▸ Task data:

□ □ □ □ □ □ □

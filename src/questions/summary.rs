//! Typed results of a question, ready for the console report and charts.

use crate::data::TitleType;
use crate::stats::{CrossTab, DescriptiveStats, HistogramBin};
use serde::Serialize;

/// Category with its count and share of the total.
#[derive(Debug, Clone, PartialEq, Serialize)]
pub struct Share {
    pub label: String,
    pub count: usize,
    pub percent: f64,
}

#[derive(Debug, Clone, PartialEq, Eq, Serialize)]
pub struct CountEntry {
    pub label: String,
    pub count: usize,
}

#[derive(Debug, Clone, PartialEq, Serialize)]
pub struct MeanEntry {
    pub label: String,
    pub mean: Option<f64>,
    pub count: usize,
}

/// One title in the release-to-addition scatter.
#[derive(Debug, Clone, Copy, PartialEq, Eq, Serialize)]
pub struct GapPoint {
    pub release_year: i32,
    pub gap: i32,
    pub title_type: TitleType,
}

#[derive(Debug, Clone, PartialEq, Serialize)]
#[serde(tag = "kind", rename_all = "snake_case")]
pub enum Summary {
    Shares {
        entries: Vec<Share>,
    },
    Counts {
        entries: Vec<CountEntry>,
    },
    CrossTab {
        table: CrossTab<String, String>,
    },
    Distribution {
        stats: Option<DescriptiveStats>,
        histogram: Vec<HistogramBin>,
    },
    Means {
        entries: Vec<MeanEntry>,
    },
    Gap {
        stats: Option<DescriptiveStats>,
        points: Vec<GapPoint>,
    },
}

impl Summary {
    /// True when the aggregate has nothing to show.
    pub fn is_empty(&self) -> bool {
        match self {
            Summary::Shares { entries } => entries.is_empty(),
            Summary::Counts { entries } => entries.is_empty(),
            Summary::CrossTab { table } => table.is_empty(),
            Summary::Distribution { stats, .. } => stats.is_none(),
            Summary::Means { entries } => entries.is_empty(),
            Summary::Gap { points, .. } => points.is_empty(),
        }
    }

    pub(crate) fn counts<L: ToString>(entries: impl IntoIterator<Item = (L, usize)>) -> Self {
        Summary::Counts {
            entries: entries
                .into_iter()
                .map(|(label, count)| CountEntry {
                    label: label.to_string(),
                    count,
                })
                .collect(),
        }
    }
}
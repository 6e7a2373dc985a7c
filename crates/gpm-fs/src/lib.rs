//! Filesystem abstraction for Git Privacy Manager
//!
//! Provides normalized path handling, content checksums and safe I/O
//! operations shared by the sync engine and the CLI.

pub mod checksum;
pub mod config;
pub mod constants;
pub mod error;
pub mod io;
pub mod path;

pub use config::{ConfigFormat, find_config, load_config, save_config};
pub use constants::{GpmPath, VCS_METADATA_DIRS};
pub use error::{Error, Result};
pub use io::RobustnessConfig;
pub use path::NormalizedPath;
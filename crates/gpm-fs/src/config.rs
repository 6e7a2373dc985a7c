//! Config file formats
//!
//! gpm reads `config.toml`, `config.yaml`/`config.yml` or `config.json`
//! from the global and repository config directories. The format follows
//! the extension, and the first candidate present in [`ConfigFormat::ALL`]
//! order wins.

use serde::{Serialize, de::DeserializeOwned};

use crate::{Error, NormalizedPath, Result, RobustnessConfig, io};

/// A serialization format accepted for config files
#[derive(Debug, Clone, Copy, PartialEq, Eq)]
pub enum ConfigFormat {
    Toml,
    Yaml,
    Json,
}

impl ConfigFormat {
    /// Lookup order used by [`find_config`]
    pub const ALL: [ConfigFormat; 3] = [Self::Toml, Self::Yaml, Self::Json];

    pub fn extensions(self) -> &'static [&'static str] {
        match self {
            Self::Toml => &["toml"],
            Self::Yaml => &["yaml", "yml"],
            Self::Json => &["json"],
        }
    }

    pub fn label(self) -> &'static str {
        match self {
            Self::Toml => "TOML",
            Self::Yaml => "YAML",
            Self::Json => "JSON",
        }
    }

    /// Format named by the extension of `path`.
    pub fn of(path: &NormalizedPath) -> Result<Self> {
        let extension = path.extension().unwrap_or("").to_ascii_lowercase();
        Self::ALL
            .into_iter()
            .find(|format| format.extensions().contains(&extension.as_str()))
            .ok_or(Error::UnsupportedFormat { extension })
    }

    pub fn parse<T: DeserializeOwned>(self, content: &str) -> std::result::Result<T, String> {
        match self {
            Self::Toml => toml::from_str(content).map_err(|e| e.to_string()),
            Self::Yaml => serde_yaml::from_str(content).map_err(|e| e.to_string()),
            Self::Json => serde_json::from_str(content).map_err(|e| e.to_string()),
        }
    }

    pub fn render<T: Serialize>(self, value: &T) -> std::result::Result<String, String> {
        match self {
            Self::Toml => toml::to_string_pretty(value).map_err(|e| e.to_string()),
            Self::Yaml => serde_yaml::to_string(value).map_err(|e| e.to_string()),
            Self::Json => serde_json::to_string_pretty(value).map_err(|e| e.to_string()),
        }
    }
}

/// Read and parse a config file in the format named by its extension.
pub fn load_config<T: DeserializeOwned>(path: &NormalizedPath) -> Result<T> {
    let format = ConfigFormat::of(path)?;
    let content = io::read_text(path)?;
    tracing::trace!(%path, format = format.label(), "Parsing config file");
    format.parse(&content).map_err(|message| Error::ConfigParse {
        path: path.to_native(),
        format: format.label().into(),
        message,
    })
}

/// Write `value` atomically in the format named by the extension of `path`.
pub fn save_config<T: Serialize>(path: &NormalizedPath, value: &T, robustness: RobustnessConfig) -> Result<()> {
    let format = ConfigFormat::of(path)?;
    let content = format.render(value).map_err(|message| Error::ConfigSerialize {
        path: path.to_native(),
        format: format.label().into(),
        message,
    })?;
    io::write_atomic(path, content.as_bytes(), robustness)
}

/// First `<stem>.<ext>` config file present in `dir`.
pub fn find_config(dir: &NormalizedPath, stem: &str) -> Option<NormalizedPath> {
    ConfigFormat::ALL
        .iter()
        .flat_map(|format| format.extensions())
        .map(|ext| dir.join(&format!("{stem}.{ext}")))
        .find(|candidate| candidate.is_file())
}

□ □ □ □ □ □ □

▸ Exercise instructions:
All lines of the records containing "message" should be shown.

▸ Task output:
    format.parse(&content).map_err(|message| Error::ConfigParse {
        message,
    let content = format.render(value).map_err(|message| Error::ConfigSerialize {
        message,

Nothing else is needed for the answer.